Há muito, androides sexuais tinham deixado de consistir uma grande novidade. E nem demorou tanto para que casamentos entre humanos e máquinas fossem legalizados na maior parte do mundo. Obviamente, tanto uma coisa como a outra deflagraram inflamadas reações contrárias, notadamente de grupos religiosos fundamentalistas. Nada, porém, que inviabilizasse os avanços tecnológicos e sociais que, além do mais, representavam um bom incremento aos mais diversos nichos da economia.

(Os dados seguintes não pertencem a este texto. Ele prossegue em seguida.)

use ethers::types::U256;
use serde::Deserialize;

#[derive(Debug, Clone, Deserialize)]
pub struct AppConfig {
    #[serde(default = "default_environment")]
    pub environment: String,

    #[serde(default = "default_port")]
    pub port: u16,

    pub database_url: String,

    // Blockchain settings
    #[serde(default = "default_rpc_url")]
    pub rpc_url: String,

    #[serde(default = "default_chain_id")]
    pub chain_id: u64,

    /// Address of the deployed roulette contract. Spin endpoints are
    /// disabled when empty.
    #[serde(default)]
    pub roulette_contract_address: String,

    /// Backend signer key authorizing spin transactions. Spin endpoints
    /// are disabled when empty. Never logged.
    #[serde(default)]
    pub signer_private_key: String,

    /// Per-spin fee charged by the contract, in gwei.
    #[serde(default = "default_spin_fee_gwei")]
    pub spin_fee_gwei: u64,
}

fn default_environment() -> String {
    "development".to_string()
}

fn default_port() -> u16 {
    8080
}

fn default_rpc_url() -> String {
    "https://arb1.arbitrum.io/rpc".to_string()
}

fn default_chain_id() -> u64 {
    42161 // Arbitrum One
}

fn default_spin_fee_gwei() -> u64 {
    1000 // 0.000001 ETH
}

impl AppConfig {
    pub fn load() -> anyhow::Result<Self> {
        let config = config::Config::builder()
            .add_source(config::Environment::default())
            .build()?;

        let app_config: AppConfig = config.try_deserialize()?;
        Ok(app_config)
    }

    /// Check if the on-chain spin pipeline is configured
    pub fn has_spin_config(&self) -> bool {
        !self.roulette_contract_address.is_empty() && !self.signer_private_key.is_empty()
    }

    /// Per-spin fee in wei
    pub fn spin_fee_wei(&self) -> U256 {
        U256::from(self.spin_fee_gwei) * U256::exp10(9)
    }
}

#[cfg(test)]
mod tests {
    use super::*;

    #[test]
    fn test_default_fee_is_1000_gwei() {
        assert_eq!(default_spin_fee_gwei(), 1000);
        let config = AppConfig {
            environment: default_environment(),
            port: default_port(),
            database_url: String::new(),
            rpc_url: default_rpc_url(),
            chain_id: default_chain_id(),
            roulette_contract_address: String::new(),
            signer_private_key: String::new(),
            spin_fee_gwei: default_spin_fee_gwei(),
        };
        assert_eq!(config.spin_fee_wei(), U256::from(1_000_000_000_000u64));
    }

    #[test]
    fn test_spin_config_gate() {
        let mut config = AppConfig {
            environment: default_environment(),
            port: default_port(),
            database_url: String::new(),
            rpc_url: default_rpc_url(),
            chain_id: default_chain_id(),
            roulette_contract_address: String::new(),
            signer_private_key: String::new(),
            spin_fee_gwei: default_spin_fee_gwei(),
        };
        assert!(!config.has_spin_config());

        config.roulette_contract_address =
            "0x1111111111111111111111111111111111111111".to_string();
        assert!(!config.has_spin_config());

        config.signer_private_key =
            "4c0883a69102937d6231471b5dbb6204fe5129617082792ae468d01a3f362318".to_string();
        assert!(config.has_spin_config());
    }
}
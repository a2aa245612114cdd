use axum::{
    middleware as axum_middleware,
    routing::{get, post},
    Router,
};
use std::sync::Arc;

use crate::api::handlers;
use crate::auth::middleware::auth_middleware;
use crate::AppState;

pub fn create_router(_state: Arc<AppState>) -> Router<Arc<AppState>> {
    // Public routes (no auth required)
    let public_routes = Router::new()
        .route("/users/login", post(handlers::user::login))
        .route("/users/profile", get(handlers::user::profile))
        .route("/spin/recent-wins", get(handlers::spin::recent_wins));

    // Protected routes (FID bearer auth required)
    let protected_routes = Router::new()
        .route("/spin/prepare", post(handlers::spin::prepare_spin))
        .route("/spin/verify", post(handlers::spin::verify_spin))
        .route("/users/claim-ticket", post(handlers::user::claim_ticket))
        .layer(axum_middleware::from_fn(auth_middleware));

    Router::new().merge(public_routes).merge(protected_routes)
}
//! HTTP metrics middleware

use std::time::Instant;

use axum::{body::Body, http::Request, middleware::Next, response::Response};

/// Record request count and latency for every inbound request
pub async fn metrics_middleware(request: Request<Body>, next: Next) -> Response {
    let method = request.method().to_string();
    let path = request.uri().path().to_string();
    let start = Instant::now();

    let response = next.run(request).await;

    let status = response.status().as_u16().to_string();
    let latency = start.elapsed().as_secs_f64();

    metrics::counter!(
        "http_requests_total",
        "method" => method.clone(),
        "path" => path.clone(),
        "status" => status
    )
    .increment(1);
    metrics::histogram!(
        "http_request_duration_seconds",
        "method" => method,
        "path" => path
    )
    .record(latency);

    response
}
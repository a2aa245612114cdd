//! User endpoints: login, ticket claim, profile

use axum::{
    extract::{Query, State},
    http::StatusCode,
    Extension, Json,
};
use rust_decimal::Decimal;
use serde::{Deserialize, Serialize};
use std::sync::Arc;

use crate::auth::AuthFid;
use crate::services::ledger::LedgerError;
use crate::AppState;

use super::{api_error, ApiError};

#[derive(Debug, Deserialize)]
#[serde(rename_all = "camelCase")]
pub struct LoginRequest {
    pub fid: i64,
    pub username: Option<String>,
    pub display_name: Option<String>,
    pub pfp_url: Option<String>,
}

#[derive(Debug, Serialize)]
#[serde(rename_all = "camelCase")]
pub struct LoginResponse {
    pub id: String,
    pub fid: i64,
    pub name: String,
    pub image: Option<String>,
    pub tickets: i32,
    pub balance: Decimal,
}

/// Upsert the user by Farcaster FID: created with zero balance/tickets on
/// first login, name/pfp refreshed afterwards.
/// POST /users/login
pub async fn login(
    State(state): State<Arc<AppState>>,
    Json(req): Json<LoginRequest>,
) -> Result<Json<LoginResponse>, ApiError> {
    if req.fid <= 0 {
        return Err(api_error(
            StatusCode::BAD_REQUEST,
            "INVALID_FID",
            "fid must be a positive number",
        ));
    }

    let name = req
        .display_name
        .or(req.username)
        .unwrap_or_else(|| format!("fc_user_{}", req.fid));

    let user = state
        .ledger
        .upsert_farcaster_user(req.fid, &name, req.pfp_url.as_deref())
        .await
        .map_err(|e| {
            tracing::error!("Login failed for fid {}: {}", req.fid, e);
            api_error(StatusCode::INTERNAL_SERVER_ERROR, "DB_ERROR", "Login failed")
        })?;

    Ok(Json(LoginResponse {
        id: user.id.to_string(),
        fid: user.fid,
        name: user.name,
        image: user.image,
        tickets: user.free_spins,
        balance: user.balance,
    }))
}

#[derive(Debug, Serialize)]
pub struct ClaimTicketResponse {
    pub success: bool,
    pub tickets: i32,
}

/// Credit one ticket to the authenticated user (quest/referral interface)
/// POST /users/claim-ticket
pub async fn claim_ticket(
    State(state): State<Arc<AppState>>,
    Extension(AuthFid(fid)): Extension<AuthFid>,
) -> Result<Json<ClaimTicketResponse>, ApiError> {
    let user = state
        .ledger
        .find_by_fid(fid)
        .await
        .map_err(|e| {
            tracing::error!("Failed to look up user by fid {}: {}", fid, e);
            api_error(StatusCode::INTERNAL_SERVER_ERROR, "DB_ERROR", "Database error")
        })?
        .ok_or_else(|| {
            api_error(
                StatusCode::NOT_FOUND,
                "USER_NOT_FOUND",
                "User not found in database. Sign in first.",
            )
        })?;

    let tickets = state
        .ledger
        .credit_tickets(user.id, 1)
        .await
        .map_err(|e| match e {
            LedgerError::UserNotFound => api_error(
                StatusCode::NOT_FOUND,
                "USER_NOT_FOUND",
                "User not found",
            ),
            LedgerError::Database(e) => {
                tracing::error!("Failed to credit ticket: {}", e);
                api_error(
                    StatusCode::INTERNAL_SERVER_ERROR,
                    "DB_ERROR",
                    "Failed to claim ticket",
                )
            }
        })?;

    Ok(Json(ClaimTicketResponse {
        success: true,
        tickets,
    }))
}

#[derive(Debug, Deserialize)]
pub struct ProfileQuery {
    pub fid: i64,
}

#[derive(Debug, Serialize)]
#[serde(rename_all = "camelCase")]
pub struct ProfileUser {
    pub name: String,
    pub image: Option<String>,
    pub fid: i64,
    pub wallet_address: Option<String>,
}

#[derive(Debug, Serialize)]
#[serde(rename_all = "camelCase")]
pub struct ProfileStats {
    pub total_wins: i32,
    pub total_losses: i32,
    pub total_spins: i32,
    pub win_rate: u32,
    pub balance: Decimal,
    pub tickets: i32,
}

#[derive(Debug, Serialize)]
#[serde(rename_all = "camelCase")]
pub struct ProfileHistoryEntry {
    pub id: i64,
    pub result: String,
    pub payout: Decimal,
    pub created_at: chrono::DateTime<chrono::Utc>,
}

#[derive(Debug, Serialize)]
pub struct ProfileResponse {
    pub user: ProfileUser,
    pub stats: ProfileStats,
    pub history: Vec<ProfileHistoryEntry>,
}

/// User info, win/loss stats and recent spin history
/// GET /users/profile?fid=
pub async fn profile(
    State(state): State<Arc<AppState>>,
    Query(query): Query<ProfileQuery>,
) -> Result<Json<ProfileResponse>, ApiError> {
    let user = state
        .ledger
        .find_by_fid(query.fid)
        .await
        .map_err(|e| {
            tracing::error!("Profile fetch failed for fid {}: {}", query.fid, e);
            api_error(StatusCode::INTERNAL_SERVER_ERROR, "DB_ERROR", "Database error")
        })?
        .ok_or_else(|| {
            api_error(StatusCode::NOT_FOUND, "USER_NOT_FOUND", "User not found")
        })?;

    let history = state.ledger.spin_history(user.id, 20).await.map_err(|e| {
        tracing::error!("Spin history fetch failed for fid {}: {}", query.fid, e);
        api_error(StatusCode::INTERNAL_SERVER_ERROR, "DB_ERROR", "Database error")
    })?;

    Ok(Json(ProfileResponse {
        user: ProfileUser {
            name: user.name.clone(),
            image: user.image.clone(),
            fid: user.fid,
            wallet_address: user.wallet_address.clone(),
        },
        stats: ProfileStats {
            total_wins: user.total_wins,
            total_losses: user.total_losses,
            total_spins: user.total_spins,
            win_rate: user.win_rate(),
            balance: user.balance,
            tickets: user.free_spins,
        },
        history: history
            .into_iter()
            .map(|spin| ProfileHistoryEntry {
                id: spin.id,
                result: spin.result,
                payout: spin.payout,
                created_at: spin.created_at,
            })
            .collect(),
    }))
}
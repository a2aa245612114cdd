//! Database Module
//!
//! Provides PostgreSQL connection pool management with settings tuned
//! for the stateless request-per-spin workload.

use sqlx::postgres::{PgPool, PgPoolOptions};
use std::time::Duration;

/// Database configuration
#[derive(Debug, Clone)]
pub struct DatabaseConfig {
    /// Database connection URL
    pub url: String,
    /// Maximum number of connections in the pool
    pub max_connections: u32,
    /// Minimum number of connections to maintain
    pub min_connections: u32,
    /// Connection acquisition timeout
    pub acquire_timeout_secs: u64,
    /// Idle connection timeout
    pub idle_timeout_secs: u64,
    /// Maximum connection lifetime
    pub max_lifetime_secs: u64,
}

impl Default for DatabaseConfig {
    fn default() -> Self {
        Self {
            url: String::new(),
            // Every settlement is a short single-row transaction, so a
            // modest pool covers many in-flight verify calls.
            max_connections: 20,
            min_connections: 5,
            // Short timeouts for fast failure detection
            acquire_timeout_secs: 5,
            // Keep connections warm but release idle ones
            idle_timeout_secs: 300, // 5 minutes
            // Recycle connections periodically to prevent stale connections
            max_lifetime_secs: 1800, // 30 minutes
        }
    }
}

impl DatabaseConfig {
    /// Create config from environment variables
    pub fn from_env(database_url: &str) -> Self {
        Self {
            url: database_url.to_string(),
            max_connections: std::env::var("DB_MAX_CONNECTIONS")
                .ok()
                .and_then(|v| v.parse().ok())
                .unwrap_or(20),
            min_connections: std::env::var("DB_MIN_CONNECTIONS")
                .ok()
                .and_then(|v| v.parse().ok())
                .unwrap_or(5),
            acquire_timeout_secs: std::env::var("DB_ACQUIRE_TIMEOUT")
                .ok()
                .and_then(|v| v.parse().ok())
                .unwrap_or(5),
            idle_timeout_secs: std::env::var("DB_IDLE_TIMEOUT")
                .ok()
                .and_then(|v| v.parse().ok())
                .unwrap_or(300),
            max_lifetime_secs: std::env::var("DB_MAX_LIFETIME")
                .ok()
                .and_then(|v| v.parse().ok())
                .unwrap_or(1800),
        }
    }
}

/// Database connection wrapper
pub struct Database {
    pub pool: PgPool,
    config: DatabaseConfig,
}

impl Database {
    /// Connect to database with default settings
    pub async fn connect(database_url: &str) -> anyhow::Result<Self> {
        let config = DatabaseConfig::from_env(database_url);
        Self::connect_with_config(config).await
    }

    /// Connect to database with custom configuration
    pub async fn connect_with_config(config: DatabaseConfig) -> anyhow::Result<Self> {
        tracing::info!(
            "Connecting to database with pool config: max={}, min={}, acquire_timeout={}s",
            config.max_connections,
            config.min_connections,
            config.acquire_timeout_secs
        );

        let pool = PgPoolOptions::new()
            .max_connections(config.max_connections)
            .min_connections(config.min_connections)
            .acquire_timeout(Duration::from_secs(config.acquire_timeout_secs))
            .idle_timeout(Duration::from_secs(config.idle_timeout_secs))
            .max_lifetime(Duration::from_secs(config.max_lifetime_secs))
            .test_before_acquire(true)
            .connect(&config.url)
            .await?;

        tracing::info!(
            "Database pool established: size={}, idle={}",
            pool.size(),
            pool.num_idle()
        );

        Ok(Self { pool, config })
    }

    /// Run embedded migrations
    pub async fn run_migrations(&self) -> anyhow::Result<()> {
        sqlx::migrate!("./migrations").run(&self.pool).await?;
        Ok(())
    }

    /// Get pool reference
    pub fn pool(&self) -> &PgPool {
        &self.pool
    }

    /// Get current pool statistics
    pub fn stats(&self) -> PoolStats {
        PoolStats {
            size: self.pool.size(),
            idle: self.pool.num_idle(),
            max_connections: self.config.max_connections,
            min_connections: self.config.min_connections,
        }
    }

    /// Check if database is healthy
    pub async fn health_check(&self) -> bool {
        sqlx::query("SELECT 1").fetch_one(&self.pool).await.is_ok()
    }
}

/// Pool statistics
#[derive(Debug, Clone)]
pub struct PoolStats {
    pub size: u32,
    pub idle: usize,
    pub max_connections: u32,
    pub min_connections: u32,
}

#[cfg(test)]
mod tests {
    use super::*;

    #[test]
    fn test_database_config_default() {
        let config = DatabaseConfig::default();
        assert_eq!(config.max_connections, 20);
        assert_eq!(config.min_connections, 5);
        assert_eq!(config.acquire_timeout_secs, 5);
    }
}
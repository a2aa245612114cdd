//! Business logic services

pub mod ledger;
pub mod spin;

O que estava para acontecer naquele momento, contudo, prometia uma revolução sem precedentes: pela primeira vez, se assistiria ao nascimento de um bebê gerado por um humano e uma androide (logicamente, um produto equipado com a última palavra em termos de inteligência artificial)!

Foram décadas de estudos de nanotecnologia, biotecnologia e ciência dos materiais, até que fosse desenvolvido um algoritmo que simulava emoções e reações humanas desencadeadas por fenômenos internos e externos.

Certamente, a androide não iria dar à luz durante um parto, como as mulheres humanas. Os cientistas desenvolveram uma nova inteligência artificial que era a combinação da personalidade do robô e o genoma de seu parceiro humano. O conjunto seria integrado a um filho robô criado a partir de uma impressão em 3D.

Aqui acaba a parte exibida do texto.